[Exercise goal]
Gather the lines from the material that contain "Hello".

[Provided records]

//! Signal/slot system for Tether.
//!
//! This module provides a type-safe, thread-safe signal/slot mechanism used to
//! deliver connection events. Signals are emitted by the networking layer when
//! something happens (a message arrives, a peer goes away) and every connected
//! slot (callback) is invoked in response.
//!
//! # Key Types
//!
//! - [`Signal<Args>`] - The main signal type for emitting notifications
//! - [`ConnectionId`] - Unique identifier returned when connecting a slot
//! - [`ConnectionGuard`] - RAII guard that disconnects when dropped
//!
//! # Thread Safety
//!
//! Slots are always invoked directly on the emitting thread. The slot table is
//! snapshotted before invocation, so a slot may connect or disconnect slots on
//! the same signal (including itself) without deadlocking.
//!
//! # Example
//!
//! ```
//! use tether_core::Signal;
//!
//! // Create a signal that passes a string argument
//! let text_changed = Signal::<String>::new();
//!
//! // Connect a slot (closure)
//! let conn_id = text_changed.connect(|text| {
//!     println!("Text changed to: {}", text);
//! });
//!
//! // Emit the signal
//! text_changed.emit("Hello, World!".to_string());
//!
//! // Disconnect when done
//! text_changed.disconnect(conn_id);
//! ```

use std::panic::{AssertUnwindSafe, catch_unwind};
use std::sync::atomic::{AtomicBool, Ordering};
use std::sync::{Arc, Weak};

use parking_lot::Mutex;
use slotmap::{SlotMap, new_key_type};

use crate::error::{Result, SignalError};
use crate::logging::targets;

new_key_type! {
    /// A unique identifier for a signal-slot connection.
    ///
    /// Use this ID to disconnect a specific connection via [`Signal::disconnect`].
    /// The ID remains valid until the connection is explicitly disconnected or
    /// the signal is dropped.
    pub struct ConnectionId;
}

/// A connected slot, Arc-wrapped so emission can run outside the table lock.
type Slot<Args> = Arc<dyn Fn(&Args) + Send + Sync>;

type SlotTable<Args> = Mutex<SlotMap<ConnectionId, Slot<Args>>>;

/// A type-safe signal that can have multiple connected slots.
///
/// When a signal is emitted, all connected slots are invoked with a reference
/// to the provided arguments.
///
/// # Type Parameter
///
/// - `Args`: The argument type passed to connected slots. Use `()` for signals
///   with no arguments, or a tuple like `(String, i32)` for multiple arguments.
pub struct Signal<Args> {
    /// All active connections.
    slots: Arc<SlotTable<Args>>,
    /// Whether signal emission is temporarily blocked.
    blocked: AtomicBool,
}

impl<Args: 'static> Default for Signal<Args> {
    fn default() -> Self {
        Self::new()
    }
}

impl<Args: 'static> Signal<Args> {
    /// Create a new signal with no connections.
    pub fn new() -> Self {
        Self {
            slots: Arc::new(Mutex::new(SlotMap::with_key())),
            blocked: AtomicBool::new(false),
        }
    }

    /// Connect a slot (closure) to this signal.
    ///
    /// Returns a `ConnectionId` that can be used to disconnect the slot later.
    ///
    /// # Example
    ///
    /// ```
    /// use tether_core::Signal;
    ///
    /// let signal = Signal::<String>::new();
    /// let id = signal.connect(|s| println!("Got: {}", s));
    /// signal.emit("Hello".to_string());
    /// ```
    pub fn connect<F>(&self, slot: F) -> ConnectionId
    where
        F: Fn(&Args) + Send + Sync + 'static,
    {
        self.slots.lock().insert(Arc::new(slot))
    }

    /// Connect a slot with automatic disconnection when the guard is dropped.
    ///
    /// The guard only holds a weak reference to the slot table, so it may
    /// safely outlive the signal.
    ///
    /// # Example
    ///
    /// ```
    /// use tether_core::Signal;
    /// use std::sync::atomic::{AtomicI32, Ordering};
    /// use std::sync::Arc;
    ///
    /// let signal = Signal::<i32>::new();
    /// let counter = Arc::new(AtomicI32::new(0));
    /// {
    ///     let counter_clone = counter.clone();
    ///     let _guard = signal.connect_scoped(move |&n| {
    ///         counter_clone.fetch_add(n, Ordering::SeqCst);
    ///     });
    ///     signal.emit(42);  // counter = 42
    /// }
    /// signal.emit(43);  // Nothing happens - connection was dropped
    /// assert_eq!(counter.load(Ordering::SeqCst), 42);
    /// ```
    pub fn connect_scoped<F>(&self, slot: F) -> ConnectionGuard<Args>
    where
        F: Fn(&Args) + Send + Sync + 'static,
    {
        let id = self.connect(slot);
        ConnectionGuard {
            slots: Arc::downgrade(&self.slots),
            id: Some(id),
        }
    }

    /// Disconnect a specific slot by its connection ID.
    ///
    /// Returns `true` if the connection was found and removed, `false` otherwise.
    pub fn disconnect(&self, id: ConnectionId) -> bool {
        self.slots.lock().remove(id).is_some()
    }

    /// Disconnect a specific slot, reporting unknown IDs as an error.
    pub fn try_disconnect(&self, id: ConnectionId) -> Result<()> {
        if self.disconnect(id) {
            Ok(())
        } else {
            Err(SignalError::InvalidConnection)
        }
    }

    /// Disconnect all slots from this signal.
    pub fn disconnect_all(&self) {
        self.slots.lock().clear();
    }

    /// Get the number of connected slots.
    pub fn connection_count(&self) -> usize {
        self.slots.lock().len()
    }

    /// Block signal emission temporarily.
    ///
    /// While blocked, calls to `emit()` will do nothing.
    pub fn set_blocked(&self, blocked: bool) {
        self.blocked.store(blocked, Ordering::SeqCst);
    }

    /// Check if signal emission is currently blocked.
    pub fn is_blocked(&self) -> bool {
        self.blocked.load(Ordering::SeqCst)
    }

    /// Emit the signal, invoking all connected slots on the current thread.
    ///
    /// If the signal is blocked, this does nothing.
    #[tracing::instrument(skip_all, target = "tether_core::signal", level = "trace")]
    pub fn emit(&self, args: Args) {
        if self.is_blocked() {
            tracing::trace!(target: targets::SIGNAL, "signal blocked, skipping emit");
            return;
        }

        let slots: Vec<Slot<Args>> = self.slots.lock().values().cloned().collect();
        tracing::trace!(target: targets::SIGNAL, connection_count = slots.len(), "emitting signal");

        for slot in slots {
            slot(&args);
        }
    }

    /// Emit the signal, containing panics to the slot that raised them.
    ///
    /// Every connected slot sees `args` even if an earlier one panics.
    /// Returns the number of slots that panicked.
    #[tracing::instrument(skip_all, target = "tether_core::signal", level = "trace")]
    pub fn emit_isolated(&self, args: Args) -> usize {
        if self.is_blocked() {
            tracing::trace!(target: targets::SIGNAL, "signal blocked, skipping emit");
            return 0;
        }

        let slots: Vec<Slot<Args>> = self.slots.lock().values().cloned().collect();
        tracing::trace!(target: targets::SIGNAL, connection_count = slots.len(), "emitting signal");

        let mut panicked = 0;
        for slot in slots {
            if catch_unwind(AssertUnwindSafe(|| slot(&args))).is_err() {
                tracing::warn!(target: targets::SIGNAL, "slot panicked during emit");
                panicked += 1;
            }
        }
        panicked
    }
}

impl<Args> std::fmt::Debug for Signal<Args> {
    fn fmt(&self, f: &mut std::fmt::Formatter<'_>) -> std::fmt::Result {
        f.debug_struct("Signal")
            .field("connections", &self.slots.lock().len())
            .field("blocked", &self.blocked.load(Ordering::SeqCst))
            .finish()
    }
}

/// A connection guard that automatically disconnects when dropped.
///
/// Created via [`Signal::connect_scoped`].
pub struct ConnectionGuard<Args> {
    slots: Weak<SlotTable<Args>>,
    id: Option<ConnectionId>,
}

impl<Args> ConnectionGuard<Args> {
    /// The ID of the guarded connection.
    pub fn id(&self) -> Option<ConnectionId> {
        self.id
    }

    /// Disconnect now instead of waiting for drop.
    ///
    /// Fails with [`SignalError::SignalDropped`] when the signal no longer
    /// exists, and with [`SignalError::InvalidConnection`] when the slot was
    /// already removed by other means.
    pub fn disconnect(mut self) -> Result<()> {
        self.release()
    }

    /// Keep the slot connected for the lifetime of the signal.
    pub fn forget(mut self) -> Option<ConnectionId> {
        self.id.take()
    }

    fn release(&mut self) -> Result<()> {
        let Some(id) = self.id.take() else {
            return Err(SignalError::InvalidConnection);
        };
        let slots = self.slots.upgrade().ok_or(SignalError::SignalDropped)?;
        let removed = slots.lock().remove(id).is_some();
        if removed {
            Ok(())
        } else {
            Err(SignalError::InvalidConnection)
        }
    }
}

impl<Args> Drop for ConnectionGuard<Args> {
    fn drop(&mut self) {
        if self.id.is_some() {
            let _ = self.release();
        }
    }
}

[Output]
//! text_changed.emit("Hello, World!".to_string());
    /// signal.emit("Hello".to_string());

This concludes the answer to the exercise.